• _What the exercise asks_
In the records that follow, the lines from the one containing "config.runtime.initial_size.height" to the one containing "to 4 components.", inclusive, are to be given again exactly.

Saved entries
^^^^^^^^

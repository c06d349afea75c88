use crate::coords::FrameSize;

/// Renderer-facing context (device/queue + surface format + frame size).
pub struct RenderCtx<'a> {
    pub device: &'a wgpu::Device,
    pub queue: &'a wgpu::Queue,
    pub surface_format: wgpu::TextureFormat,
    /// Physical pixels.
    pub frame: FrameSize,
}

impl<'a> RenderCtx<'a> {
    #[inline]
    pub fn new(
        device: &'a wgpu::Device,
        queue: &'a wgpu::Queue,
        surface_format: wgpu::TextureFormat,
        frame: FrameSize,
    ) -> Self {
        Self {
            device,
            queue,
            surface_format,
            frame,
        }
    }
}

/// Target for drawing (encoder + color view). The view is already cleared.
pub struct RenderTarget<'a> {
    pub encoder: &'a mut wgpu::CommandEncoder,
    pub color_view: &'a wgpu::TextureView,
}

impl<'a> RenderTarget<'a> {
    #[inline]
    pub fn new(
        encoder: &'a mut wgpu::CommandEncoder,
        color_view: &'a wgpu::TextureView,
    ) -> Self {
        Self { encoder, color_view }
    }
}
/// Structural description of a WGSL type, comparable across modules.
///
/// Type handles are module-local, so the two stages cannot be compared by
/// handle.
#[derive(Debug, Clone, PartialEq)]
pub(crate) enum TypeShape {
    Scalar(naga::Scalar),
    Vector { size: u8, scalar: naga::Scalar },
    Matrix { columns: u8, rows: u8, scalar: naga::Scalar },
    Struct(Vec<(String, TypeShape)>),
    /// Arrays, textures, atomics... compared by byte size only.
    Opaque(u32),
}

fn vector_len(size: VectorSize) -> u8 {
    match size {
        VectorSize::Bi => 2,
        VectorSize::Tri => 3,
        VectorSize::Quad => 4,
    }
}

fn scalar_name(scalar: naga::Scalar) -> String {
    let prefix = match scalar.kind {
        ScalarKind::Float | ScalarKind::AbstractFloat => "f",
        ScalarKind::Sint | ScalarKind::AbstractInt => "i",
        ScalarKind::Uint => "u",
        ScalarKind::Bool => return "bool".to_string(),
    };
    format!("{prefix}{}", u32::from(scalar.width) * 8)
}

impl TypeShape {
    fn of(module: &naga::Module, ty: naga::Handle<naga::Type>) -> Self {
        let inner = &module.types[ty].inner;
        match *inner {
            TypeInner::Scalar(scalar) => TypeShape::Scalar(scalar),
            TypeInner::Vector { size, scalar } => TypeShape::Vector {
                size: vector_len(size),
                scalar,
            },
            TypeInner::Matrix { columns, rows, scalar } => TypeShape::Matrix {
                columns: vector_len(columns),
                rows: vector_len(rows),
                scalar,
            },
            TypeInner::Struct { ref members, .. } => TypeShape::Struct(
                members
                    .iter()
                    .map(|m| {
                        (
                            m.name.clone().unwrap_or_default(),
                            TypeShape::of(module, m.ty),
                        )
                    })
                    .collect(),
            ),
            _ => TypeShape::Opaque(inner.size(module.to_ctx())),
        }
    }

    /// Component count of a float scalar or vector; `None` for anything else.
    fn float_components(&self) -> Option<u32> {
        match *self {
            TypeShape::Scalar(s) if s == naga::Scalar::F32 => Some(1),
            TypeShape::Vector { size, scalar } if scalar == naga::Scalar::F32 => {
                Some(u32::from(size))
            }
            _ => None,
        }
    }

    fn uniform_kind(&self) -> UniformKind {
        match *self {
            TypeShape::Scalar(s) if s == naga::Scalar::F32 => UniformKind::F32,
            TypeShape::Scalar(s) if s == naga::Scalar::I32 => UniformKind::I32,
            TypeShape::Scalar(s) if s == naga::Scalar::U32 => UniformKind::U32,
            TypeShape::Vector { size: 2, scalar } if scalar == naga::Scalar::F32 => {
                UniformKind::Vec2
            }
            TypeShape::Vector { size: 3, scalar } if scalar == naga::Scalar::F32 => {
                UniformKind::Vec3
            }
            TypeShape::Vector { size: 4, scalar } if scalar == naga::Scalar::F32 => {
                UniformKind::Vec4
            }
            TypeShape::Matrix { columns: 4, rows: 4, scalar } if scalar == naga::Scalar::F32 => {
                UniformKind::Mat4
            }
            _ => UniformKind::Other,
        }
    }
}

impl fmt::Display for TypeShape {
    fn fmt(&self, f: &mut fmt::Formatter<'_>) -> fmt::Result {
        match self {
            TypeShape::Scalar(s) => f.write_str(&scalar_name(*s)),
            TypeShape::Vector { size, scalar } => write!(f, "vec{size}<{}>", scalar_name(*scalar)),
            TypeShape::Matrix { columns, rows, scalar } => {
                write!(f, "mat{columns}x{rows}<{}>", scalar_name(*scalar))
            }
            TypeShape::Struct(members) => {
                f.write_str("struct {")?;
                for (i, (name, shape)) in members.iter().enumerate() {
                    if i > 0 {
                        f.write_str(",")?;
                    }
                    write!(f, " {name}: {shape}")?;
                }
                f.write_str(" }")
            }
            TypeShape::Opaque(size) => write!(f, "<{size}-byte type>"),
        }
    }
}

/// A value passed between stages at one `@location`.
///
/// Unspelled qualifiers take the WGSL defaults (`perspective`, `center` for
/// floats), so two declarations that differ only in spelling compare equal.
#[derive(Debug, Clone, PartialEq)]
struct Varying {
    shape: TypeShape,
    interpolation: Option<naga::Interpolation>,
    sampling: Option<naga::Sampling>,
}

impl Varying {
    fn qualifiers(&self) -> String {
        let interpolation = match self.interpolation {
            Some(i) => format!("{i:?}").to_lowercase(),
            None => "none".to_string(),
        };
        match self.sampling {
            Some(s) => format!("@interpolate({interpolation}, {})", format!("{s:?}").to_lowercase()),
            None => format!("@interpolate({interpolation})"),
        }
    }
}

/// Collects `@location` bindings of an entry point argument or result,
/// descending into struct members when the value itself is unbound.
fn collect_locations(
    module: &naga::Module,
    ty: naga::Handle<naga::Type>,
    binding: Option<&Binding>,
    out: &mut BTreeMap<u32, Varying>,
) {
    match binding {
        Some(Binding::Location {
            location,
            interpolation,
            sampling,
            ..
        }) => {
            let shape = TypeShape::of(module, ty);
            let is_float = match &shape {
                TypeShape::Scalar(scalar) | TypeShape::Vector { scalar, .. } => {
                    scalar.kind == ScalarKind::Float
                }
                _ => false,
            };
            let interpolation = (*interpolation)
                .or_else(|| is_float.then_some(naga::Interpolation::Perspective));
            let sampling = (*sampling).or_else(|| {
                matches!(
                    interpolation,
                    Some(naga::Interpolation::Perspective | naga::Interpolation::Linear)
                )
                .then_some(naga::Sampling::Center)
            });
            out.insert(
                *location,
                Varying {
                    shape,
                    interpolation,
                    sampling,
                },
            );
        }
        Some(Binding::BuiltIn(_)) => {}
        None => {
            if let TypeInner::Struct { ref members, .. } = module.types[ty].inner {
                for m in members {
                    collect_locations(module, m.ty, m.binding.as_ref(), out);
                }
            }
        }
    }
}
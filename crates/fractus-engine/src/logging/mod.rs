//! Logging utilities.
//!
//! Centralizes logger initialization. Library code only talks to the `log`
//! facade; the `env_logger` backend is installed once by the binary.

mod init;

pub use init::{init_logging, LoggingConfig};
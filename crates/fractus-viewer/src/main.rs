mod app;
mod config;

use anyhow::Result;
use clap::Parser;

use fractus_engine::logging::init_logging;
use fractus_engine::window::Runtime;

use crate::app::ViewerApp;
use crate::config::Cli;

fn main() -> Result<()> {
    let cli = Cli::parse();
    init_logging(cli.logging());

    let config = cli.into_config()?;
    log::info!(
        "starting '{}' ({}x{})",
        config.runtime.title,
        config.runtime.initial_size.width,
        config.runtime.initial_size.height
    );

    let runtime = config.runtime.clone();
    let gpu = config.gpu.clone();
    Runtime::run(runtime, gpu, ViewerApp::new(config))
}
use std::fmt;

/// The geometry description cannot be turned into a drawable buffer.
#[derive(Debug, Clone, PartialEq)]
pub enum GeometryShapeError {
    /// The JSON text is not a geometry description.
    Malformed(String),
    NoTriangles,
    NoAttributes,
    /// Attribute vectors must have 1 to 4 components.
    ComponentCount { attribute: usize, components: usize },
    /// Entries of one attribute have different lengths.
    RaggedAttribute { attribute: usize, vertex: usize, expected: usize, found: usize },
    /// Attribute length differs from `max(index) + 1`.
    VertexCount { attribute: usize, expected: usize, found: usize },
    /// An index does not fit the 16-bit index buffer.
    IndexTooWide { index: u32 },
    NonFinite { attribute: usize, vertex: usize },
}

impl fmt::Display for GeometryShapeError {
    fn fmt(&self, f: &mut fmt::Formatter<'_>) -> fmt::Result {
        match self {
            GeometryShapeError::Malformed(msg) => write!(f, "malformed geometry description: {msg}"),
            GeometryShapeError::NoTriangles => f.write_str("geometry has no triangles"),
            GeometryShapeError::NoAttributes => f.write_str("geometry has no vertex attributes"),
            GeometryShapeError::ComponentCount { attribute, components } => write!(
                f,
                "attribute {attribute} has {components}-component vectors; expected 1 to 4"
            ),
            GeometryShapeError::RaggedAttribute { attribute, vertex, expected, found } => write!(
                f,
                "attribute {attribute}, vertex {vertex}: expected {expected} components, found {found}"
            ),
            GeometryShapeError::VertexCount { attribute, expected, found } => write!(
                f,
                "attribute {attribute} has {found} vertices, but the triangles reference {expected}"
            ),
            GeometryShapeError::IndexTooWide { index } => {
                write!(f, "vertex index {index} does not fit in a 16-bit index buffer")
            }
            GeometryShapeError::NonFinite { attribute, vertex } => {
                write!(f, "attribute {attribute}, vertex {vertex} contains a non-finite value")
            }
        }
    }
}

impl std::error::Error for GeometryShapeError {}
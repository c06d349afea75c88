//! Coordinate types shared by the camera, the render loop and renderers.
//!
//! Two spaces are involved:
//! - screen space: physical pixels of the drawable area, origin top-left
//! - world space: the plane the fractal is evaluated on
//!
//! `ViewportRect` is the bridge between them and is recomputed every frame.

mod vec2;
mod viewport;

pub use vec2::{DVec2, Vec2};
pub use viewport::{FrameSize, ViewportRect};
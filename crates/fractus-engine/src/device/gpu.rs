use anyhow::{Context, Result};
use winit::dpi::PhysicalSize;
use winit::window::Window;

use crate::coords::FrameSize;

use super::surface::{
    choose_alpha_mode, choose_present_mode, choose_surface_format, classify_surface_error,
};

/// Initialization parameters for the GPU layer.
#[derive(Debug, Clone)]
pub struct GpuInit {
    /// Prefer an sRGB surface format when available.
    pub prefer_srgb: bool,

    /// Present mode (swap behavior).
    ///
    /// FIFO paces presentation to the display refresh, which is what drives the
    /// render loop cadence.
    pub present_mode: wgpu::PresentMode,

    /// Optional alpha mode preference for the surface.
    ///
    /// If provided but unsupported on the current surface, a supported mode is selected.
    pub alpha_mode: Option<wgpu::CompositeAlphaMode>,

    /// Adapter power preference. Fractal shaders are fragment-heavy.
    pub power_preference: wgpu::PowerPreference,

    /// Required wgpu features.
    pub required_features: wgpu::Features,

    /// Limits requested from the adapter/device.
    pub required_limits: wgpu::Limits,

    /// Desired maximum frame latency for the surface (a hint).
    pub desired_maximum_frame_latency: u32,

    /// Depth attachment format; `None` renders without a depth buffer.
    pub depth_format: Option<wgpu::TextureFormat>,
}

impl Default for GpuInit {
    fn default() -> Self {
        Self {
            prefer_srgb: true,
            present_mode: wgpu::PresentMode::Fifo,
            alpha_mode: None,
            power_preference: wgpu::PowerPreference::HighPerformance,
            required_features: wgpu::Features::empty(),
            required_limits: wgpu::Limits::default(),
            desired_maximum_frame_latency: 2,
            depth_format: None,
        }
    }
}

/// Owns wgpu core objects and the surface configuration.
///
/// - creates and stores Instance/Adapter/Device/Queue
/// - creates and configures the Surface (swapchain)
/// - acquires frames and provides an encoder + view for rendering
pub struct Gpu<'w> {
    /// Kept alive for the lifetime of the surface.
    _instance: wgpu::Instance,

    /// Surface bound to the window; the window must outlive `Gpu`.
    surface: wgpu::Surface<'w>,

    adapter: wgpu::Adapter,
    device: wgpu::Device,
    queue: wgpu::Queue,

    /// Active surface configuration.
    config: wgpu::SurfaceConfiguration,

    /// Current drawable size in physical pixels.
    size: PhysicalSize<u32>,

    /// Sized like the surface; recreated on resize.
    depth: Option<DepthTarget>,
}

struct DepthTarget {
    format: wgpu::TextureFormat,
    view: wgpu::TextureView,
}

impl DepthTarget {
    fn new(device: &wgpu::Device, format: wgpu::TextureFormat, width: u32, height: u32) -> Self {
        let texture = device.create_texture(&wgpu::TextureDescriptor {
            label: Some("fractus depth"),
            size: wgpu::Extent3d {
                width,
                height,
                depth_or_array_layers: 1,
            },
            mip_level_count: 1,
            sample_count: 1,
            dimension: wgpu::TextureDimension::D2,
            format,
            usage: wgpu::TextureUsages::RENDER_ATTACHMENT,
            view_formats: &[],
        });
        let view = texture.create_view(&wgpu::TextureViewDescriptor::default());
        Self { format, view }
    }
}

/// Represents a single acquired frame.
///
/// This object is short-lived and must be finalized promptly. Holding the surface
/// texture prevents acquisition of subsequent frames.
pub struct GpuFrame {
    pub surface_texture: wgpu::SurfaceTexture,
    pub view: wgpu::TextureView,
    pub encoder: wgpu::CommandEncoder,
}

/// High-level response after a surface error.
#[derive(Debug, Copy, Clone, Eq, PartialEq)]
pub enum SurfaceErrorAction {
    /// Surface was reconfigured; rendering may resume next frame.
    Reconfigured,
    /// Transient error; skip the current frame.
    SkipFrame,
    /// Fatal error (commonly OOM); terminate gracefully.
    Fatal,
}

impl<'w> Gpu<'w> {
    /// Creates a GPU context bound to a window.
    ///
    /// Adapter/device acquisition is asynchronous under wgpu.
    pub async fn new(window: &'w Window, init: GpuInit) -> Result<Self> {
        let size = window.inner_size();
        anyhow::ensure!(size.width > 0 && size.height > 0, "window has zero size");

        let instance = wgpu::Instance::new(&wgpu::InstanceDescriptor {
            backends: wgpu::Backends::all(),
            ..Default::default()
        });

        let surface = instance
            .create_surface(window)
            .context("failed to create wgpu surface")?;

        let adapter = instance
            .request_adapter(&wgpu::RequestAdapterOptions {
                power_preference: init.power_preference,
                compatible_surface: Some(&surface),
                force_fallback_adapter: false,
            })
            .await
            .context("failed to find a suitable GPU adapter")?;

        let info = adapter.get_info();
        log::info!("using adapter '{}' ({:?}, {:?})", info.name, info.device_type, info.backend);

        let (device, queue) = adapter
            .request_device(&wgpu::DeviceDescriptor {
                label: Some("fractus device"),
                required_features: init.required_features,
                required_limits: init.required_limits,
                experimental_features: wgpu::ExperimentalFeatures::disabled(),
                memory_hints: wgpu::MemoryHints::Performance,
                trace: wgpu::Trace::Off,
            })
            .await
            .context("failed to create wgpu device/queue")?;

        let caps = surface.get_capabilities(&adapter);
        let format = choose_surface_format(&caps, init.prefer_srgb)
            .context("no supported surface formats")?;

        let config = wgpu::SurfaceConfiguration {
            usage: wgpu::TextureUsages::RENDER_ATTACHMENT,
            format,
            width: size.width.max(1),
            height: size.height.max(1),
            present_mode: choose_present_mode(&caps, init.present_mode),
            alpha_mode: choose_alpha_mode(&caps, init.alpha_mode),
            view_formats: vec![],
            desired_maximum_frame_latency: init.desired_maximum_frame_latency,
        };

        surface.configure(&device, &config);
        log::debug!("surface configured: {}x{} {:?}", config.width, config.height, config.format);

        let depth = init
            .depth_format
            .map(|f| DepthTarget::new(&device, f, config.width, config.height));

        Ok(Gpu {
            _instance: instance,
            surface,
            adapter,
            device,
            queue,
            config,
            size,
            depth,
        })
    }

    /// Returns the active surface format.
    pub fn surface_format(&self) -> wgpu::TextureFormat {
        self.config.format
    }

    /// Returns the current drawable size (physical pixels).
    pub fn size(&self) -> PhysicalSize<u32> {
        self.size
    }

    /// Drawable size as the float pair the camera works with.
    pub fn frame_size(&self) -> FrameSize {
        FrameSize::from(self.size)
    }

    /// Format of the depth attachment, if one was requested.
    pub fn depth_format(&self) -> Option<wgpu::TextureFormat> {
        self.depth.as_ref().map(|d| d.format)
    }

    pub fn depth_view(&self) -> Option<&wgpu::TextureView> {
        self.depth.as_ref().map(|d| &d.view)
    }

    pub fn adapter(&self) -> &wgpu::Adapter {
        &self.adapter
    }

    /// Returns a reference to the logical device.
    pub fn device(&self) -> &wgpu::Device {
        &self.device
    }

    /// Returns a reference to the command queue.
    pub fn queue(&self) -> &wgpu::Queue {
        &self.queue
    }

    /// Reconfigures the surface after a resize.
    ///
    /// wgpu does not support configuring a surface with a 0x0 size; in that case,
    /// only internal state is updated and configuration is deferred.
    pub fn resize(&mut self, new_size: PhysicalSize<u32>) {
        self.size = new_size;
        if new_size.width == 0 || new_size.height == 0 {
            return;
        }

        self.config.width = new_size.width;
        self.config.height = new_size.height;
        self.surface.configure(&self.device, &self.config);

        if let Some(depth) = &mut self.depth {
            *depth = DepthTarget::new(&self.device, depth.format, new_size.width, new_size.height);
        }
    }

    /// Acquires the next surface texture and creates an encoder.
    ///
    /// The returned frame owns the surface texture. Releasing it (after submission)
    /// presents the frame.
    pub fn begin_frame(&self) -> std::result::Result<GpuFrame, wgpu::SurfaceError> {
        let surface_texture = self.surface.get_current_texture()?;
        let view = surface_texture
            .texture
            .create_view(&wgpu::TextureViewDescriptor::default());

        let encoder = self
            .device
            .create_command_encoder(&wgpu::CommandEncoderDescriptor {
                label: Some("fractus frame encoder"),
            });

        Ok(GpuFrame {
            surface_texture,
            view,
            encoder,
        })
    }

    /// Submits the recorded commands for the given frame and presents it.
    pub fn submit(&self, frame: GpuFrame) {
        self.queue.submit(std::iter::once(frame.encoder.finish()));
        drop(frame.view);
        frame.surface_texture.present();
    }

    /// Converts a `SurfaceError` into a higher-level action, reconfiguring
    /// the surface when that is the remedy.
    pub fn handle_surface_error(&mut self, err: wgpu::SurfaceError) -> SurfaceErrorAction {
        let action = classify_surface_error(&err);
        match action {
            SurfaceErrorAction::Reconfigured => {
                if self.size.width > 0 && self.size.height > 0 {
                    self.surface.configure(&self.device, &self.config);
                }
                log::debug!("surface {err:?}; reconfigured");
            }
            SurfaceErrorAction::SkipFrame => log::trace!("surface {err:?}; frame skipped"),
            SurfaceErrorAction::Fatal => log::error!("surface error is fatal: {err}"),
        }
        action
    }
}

^^^^^^^^

• _Output for this exercise_
        config.runtime.initial_size.height
    );

    let runtime = config.runtime.clone();
    let gpu = config.gpu.clone();
    Runtime::run(runtime, gpu, ViewerApp::new(config))
}
use std::fmt;

/// The geometry description cannot be turned into a drawable buffer.
#[derive(Debug, Clone, PartialEq)]
pub enum GeometryShapeError {
    /// The JSON text is not a geometry description.
    Malformed(String),
    NoTriangles,
    NoAttributes,
    /// Attribute vectors must have 1 to 4 components.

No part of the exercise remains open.